Brown University’s engineering curriculum, especially at the undergraduate level, is focused on a theoretical approach to engineering. Most of the low-to-mid level courses are exercises in calculation and not in practice. This pedagogy is not unique to Brown. As a designer I was fortunate to work closely with mechanical engineers and, due to this crossover experience, I was invited into classrooms of higher education to share my experience with undergraduates. I remember one such presentation at Roger Williams University in scenic Bristol, Rhode Island wherein a wide-eyed freshman mechanical engineer haltingly asked how much math I used on a daily basis. When I replied that both me and the mechanical engineers on my development teams used very little beyond basic multiplication and division, he pumped his fist and several other students audibly exhaled in relief. His professor (who remains a good friend of mine even after that uncomfortable moment) immediately interjected to state that it was nevertheless important for all students to understand the fundamental mathematics of engineering. In deference to her deep prowess as a professor, I do not agree with that sentiment.

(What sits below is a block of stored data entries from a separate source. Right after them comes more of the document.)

// SPDX-License-Identifier: BUSL-1.1
// Copyright (c) 2026 Alfred Jean LLC

//! Threadlet: a single-shot cooperative worker.
//!
//! `start` runs a setup future, then spawns the run future with a
//! [`RunAccess`] for cooperative cancellation. `stop` signals the
//! cancellation token and awaits completion; stop never aborts the
//! task mid-callback. A threadlet is reusable after a completed stop.

use parking_lot::Mutex;
use std::future::Future;
use thiserror::Error;
use tokio::task::JoinHandle;
use tokio_util::sync::CancellationToken;

/// Errors from threadlet operations.
#[derive(Debug, Clone, PartialEq, Eq, Error)]
pub enum ThreadletError {
    #[error("threadlet is already running")]
    AlreadyRunning,
}

/// Cancellation surface handed to the run future.
#[derive(Clone)]
pub struct RunAccess {
    token: CancellationToken,
}

impl RunAccess {
    /// Whether a stop has been requested; long loops consult this.
    pub fn should_stop(&self) -> bool {
        self.token.is_cancelled()
    }

    /// Resolves when a stop is requested.
    pub async fn stopped(&self) {
        self.token.cancelled().await;
    }

    /// Race `future` against the stop signal. `None` means stop won.
    pub async fn race<F: Future>(&self, future: F) -> Option<F::Output> {
        tokio::select! {
            _ = self.token.cancelled() => None,
            output = future => Some(output),
        }
    }
}

struct RunningThreadlet {
    token: CancellationToken,
    handle: JoinHandle<()>,
}

/// A start/run/stop worker built on a task plus a cancellation token.
#[derive(Default)]
pub struct Threadlet {
    running: Mutex<Option<RunningThreadlet>>,
}

impl std::fmt::Debug for Threadlet {
    fn fmt(&self, f: &mut std::fmt::Formatter<'_>) -> std::fmt::Result {
        f.debug_struct("Threadlet")
            .field("running", &self.is_running())
            .finish()
    }
}

impl Threadlet {
    pub fn new() -> Self {
        Self::default()
    }

    pub fn is_running(&self) -> bool {
        self.running.lock().is_some()
    }

    /// Run `start_fn` to completion, then spawn `run_fn`. Fails with
    /// `already-running` if a previous start has not been stopped.
    pub async fn start<S, R, RFut>(
        &self,
        start_fn: S,
        run_fn: R,
    ) -> Result<(), ThreadletError>
    where
        S: Future<Output = ()>,
        R: FnOnce(RunAccess) -> RFut + Send + 'static,
        RFut: Future<Output = ()> + Send + 'static,
    {
        let token = {
            let mut running = self.running.lock();
            if running.is_some() {
                return Err(ThreadletError::AlreadyRunning);
            }
            let token = CancellationToken::new();
            // Reserve the slot before awaiting the start future so a
            // racing start sees already-running.
            *running = Some(RunningThreadlet {
                token: token.clone(),
                handle: tokio::spawn(async {}),
            });
            token
        };

        start_fn.await;

        let access = RunAccess { token: token.clone() };
        let handle = tokio::spawn(run_fn(access));
        if let Some(running) = self.running.lock().as_mut() {
            running.handle = handle;
        }
        Ok(())
    }

    /// Signal cancellation and await the run future's completion. A
    /// stop on an idle threadlet is a no-op.
    pub async fn stop(&self) {
        let Some(running) = self.running.lock().take() else {
            return;
        };
        running.token.cancel();
        if running.handle.await.is_err() {
            tracing::warn!("threadlet run task panicked");
        }
    }
}

#[cfg(test)]
#[path = "threadlet_tests.rs"]
mod tests;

To be fair, after nearly three decades I still recoil at the memory of Mrs. Toskas’ smoker’s-lung-inflected instruction in my third grade math class. I didn’t memorize or understand multiplication and division tables fast enough for her liking and she was fond of public shame as a motivation tool so I was often a target of her attention. While I generally lacked prescience at that age, I distinctly remember thinking that I would never be without a calculator in later life. The iPhone-shaped wear pattern over the righthand pocket of my jeans suggests that I was right. Regardless, my ridiculous inability to let go of this minor trauma contributed in part to a lifelong critical distance when examining the use of theoretical mathematics in design and engineering.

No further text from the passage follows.